Back then, playing a game which heavily lent on figures, maps, counting out range squares and throwing around spectacular powers and feats with abandon – while rolling very, very high modified numbers – would probably have thrilled me no end.
By contrast, playing a game which heavily lent on talking, investigating, puzzling, finding clues, trying to put those clues together, and sweating over Library Use checks did, in fact, bore me to tears.
Hence, D&D 4E is about twenty years too late for me; and I first played CoC twenty years too early.
Roleplaying: slight return
Posted by Rockjaw in Personal, Roleplaying on April 17th, 2009
Lots going on right now, and not much time to blog about fripperies. However! Considering I’ve mentioned roleplaying in theoretical form more than a few times recently here, I thought I’d mention it again in actual, practical form.
I’ve been lurking on the Brighton Roleplayers Yahoo! Group for a very long time, and had played before with a couple of other list members. I even knew they had a regular meet-up, venue and all. What with all this internal thinking about roleplaying, I figured I should bite the bullet and, y’know, actually go do some roleplaying.

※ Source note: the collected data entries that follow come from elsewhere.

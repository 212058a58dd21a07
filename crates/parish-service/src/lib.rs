//! # parish-service
//!
//! Application layer containing the scheduling use cases, reminder
//! dispatch, SMS delivery adapters and DTOs.

pub mod dto;
pub mod services;
pub mod sms;

pub use dto::*;
pub use services::*;
pub use sms::{LoggingSmsSender, TwilioSmsSender};
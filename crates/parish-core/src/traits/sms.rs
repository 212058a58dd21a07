//! Outbound SMS port

use async_trait::async_trait;
use thiserror::Error;

use crate::value_objects::PhoneNumber;

#[derive(Debug, Error)]
pub enum SmsError {
    #[error("SMS provider is not configured")]
    NotConfigured,

    #[error("SMS rejected by provider: {0}")]
    Rejected(String),

    #[error("SMS transport error: {0}")]
    Transport(String),
}

/// Delivers a text message and returns the provider's message id
#[async_trait]
pub trait SmsSender: Send + Sync {
    async fn send(&self, to: &PhoneNumber, body: &str) -> Result<String, SmsError>;
}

I got a warm welcome, not least thanks to Kelvin, who found the blog here from some trackback I suspect and emailed me to helpfully point out what I already knew, but just hadn’t vocalised. As a result I ended up taking a seat in Kelvin’s off-and-on-again Call of Cthulhu game, which was a whole heap of fun, and very well summarised by Kelvin himself over on the BRPG blog.
Following that game, fellow player Ben asked if I was interested in playing a Pendragon campaign he was planning to run, using the rules from Green Ronin’s new A Song of Ice and Fire roleplaying game.

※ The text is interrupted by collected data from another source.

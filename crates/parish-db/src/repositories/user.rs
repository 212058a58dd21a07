//! PostgreSQL implementation of UserRepository

use async_trait::async_trait;
use sqlx::PgPool;
use tracing::instrument;

use parish_core::traits::{RepoResult, UserRepository};
use parish_core::{DomainError, PhoneNumber, Role, User, UserId};

use crate::models::UserModel;

use super::error::{convert_all, map_db_error, map_unique_violation, user_unique_violation};

const USER_COLUMNS: &str = "id, name, phone, email, role, is_active, notifications_enabled, \
                            created_at, updated_at";

/// PostgreSQL implementation of UserRepository
#[derive(Clone)]
pub struct PgUserRepository {
    pool: PgPool,
}

impl PgUserRepository {
    /// Create a new PgUserRepository
    pub fn new(pool: PgPool) -> Self {
        Self { pool }
    }

    async fn find_one(&self, column: &str, value: &str) -> RepoResult<Option<User>> {
        let sql = format!("SELECT {USER_COLUMNS} FROM users WHERE {column} = $1");
        let result = sqlx::query_as::<_, UserModel>(&sql)
            .bind(value)
            .fetch_optional(&self.pool)
            .await
            .map_err(map_db_error)?;

        result.map(User::try_from).transpose()
    }
}

#[async_trait]
impl UserRepository for PgUserRepository {
    #[instrument(skip(self))]
    async fn find_by_id(&self, id: UserId) -> RepoResult<Option<User>> {
        let sql = format!("SELECT {USER_COLUMNS} FROM users WHERE id = $1");
        let result = sqlx::query_as::<_, UserModel>(&sql)
            .bind(id.into_uuid())
            .fetch_optional(&self.pool)
            .await
            .map_err(map_db_error)?;

        result.map(User::try_from).transpose()
    }

    #[instrument(skip(self))]
    async fn find_by_phone(&self, phone: &PhoneNumber) -> RepoResult<Option<User>> {
        self.find_one("phone", phone.as_str()).await
    }

    #[instrument(skip(self))]
    async fn find_by_email(&self, email: &str) -> RepoResult<Option<User>> {
        self.find_one("email", email).await
    }

    #[instrument(skip(self))]
    async fn list(&self, role: Option<Role>) -> RepoResult<Vec<User>> {
        let sql = format!(
            "SELECT {USER_COLUMNS} FROM users WHERE ($1::text IS NULL OR role = $1) ORDER BY name, id"
        );
        let rows = sqlx::query_as::<_, UserModel>(&sql)
            .bind(role.map(Role::as_str))
            .fetch_all(&self.pool)
            .await
            .map_err(map_db_error)?;

        convert_all(rows)
    }

    #[instrument(skip(self))]
    async fn count_active_super_admins(&self) -> RepoResult<i64> {
        sqlx::query_scalar::<_, i64>(
            r"
            SELECT COUNT(*) FROM users WHERE role = 'super_admin' AND is_active
            ",
        )
        .fetch_one(&self.pool)
        .await
        .map_err(map_db_error)
    }

    #[instrument(skip(self, user), fields(user_id = %user.id))]
    async fn create(&self, user: &User) -> RepoResult<()> {
        sqlx::query(
            r"
            INSERT INTO users (id, name, phone, email, role, is_active, notifications_enabled,
                               created_at, updated_at)
            VALUES ($1, $2, $3, $4, $5, $6, $7, $8, $9)
            ",
        )
        .bind(user.id.into_uuid())
        .bind(&user.name)
        .bind(user.phone.as_str())
        .bind(&user.email)
        .bind(user.role.as_str())
        .bind(user.is_active)
        .bind(user.notifications_enabled)
        .bind(user.created_at)
        .bind(user.updated_at)
        .execute(&self.pool)
        .await
        .map_err(|e| map_unique_violation(e, user_unique_violation))?;

        Ok(())
    }

    #[instrument(skip(self, user), fields(user_id = %user.id))]
    async fn update(&self, user: &User) -> RepoResult<()> {
        let result = sqlx::query(
            r"
            UPDATE users
            SET name = $2, email = $3, role = $4, is_active = $5,
                notifications_enabled = $6, updated_at = $7
            WHERE id = $1
            ",
        )
        .bind(user.id.into_uuid())
        .bind(&user.name)
        .bind(&user.email)
        .bind(user.role.as_str())
        .bind(user.is_active)
        .bind(user.notifications_enabled)
        .bind(user.updated_at)
        .execute(&self.pool)
        .await
        .map_err(|e| map_unique_violation(e, user_unique_violation))?;

        if result.rows_affected() == 0 {
            return Err(DomainError::UserNotFound(user.id));
        }

        Ok(())
    }
}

Pendragon? Talk about your magic word. I’ve wanted to play in a Pendragon campaign for about twenty years, and never quite got there, so I jumped at the chance. Thanks to the Easter weekend we’ve managed to squeeze in two sessions so far, and my only regret is that I already know I won’t be sticking around for the long haul. Perhaps my knight can perish in one glorious final battle… after I secure his bloodline, of course.
Ben has been writing up our sessions and circulating by email, but so far hasn’t posted them anywhere for you to peruse. Suffice to say I’m having a blast. It probably helps that Ben issued me with a lethal archer for the first session, Perin, who can fire off two arrows without blinking and put each of them through the smallest chink in armour from several hundred yards.
He’ll be moving on soon though due to the ravages of old age, but in his place I’m playing Alein, who I’ve described as “Prince George from Black Adder III, as a knight”. Yes: he does have ‘naive’ as a drawback….
It’s all good stuff, and I’m deeply indebted to Ben, Kelvin, Ad, Manoj, Rich and especially Paco for getting my butt back around a gaming table, and making the return so fun. The only sore point? I should have done it six months ago.
More on all this soon, especially on Pendragon itself – the great game I never quite seem to be able to get to play….
A thing of power
Posted by Rockjaw in Gamey, Personal, Roleplaying on April 14th, 2009
Taken this weekend in mid-roleplaying session. I wasn’t even using the die, it just looked good in the light.
Very happy with how this turned out considering it was off my cameraphone.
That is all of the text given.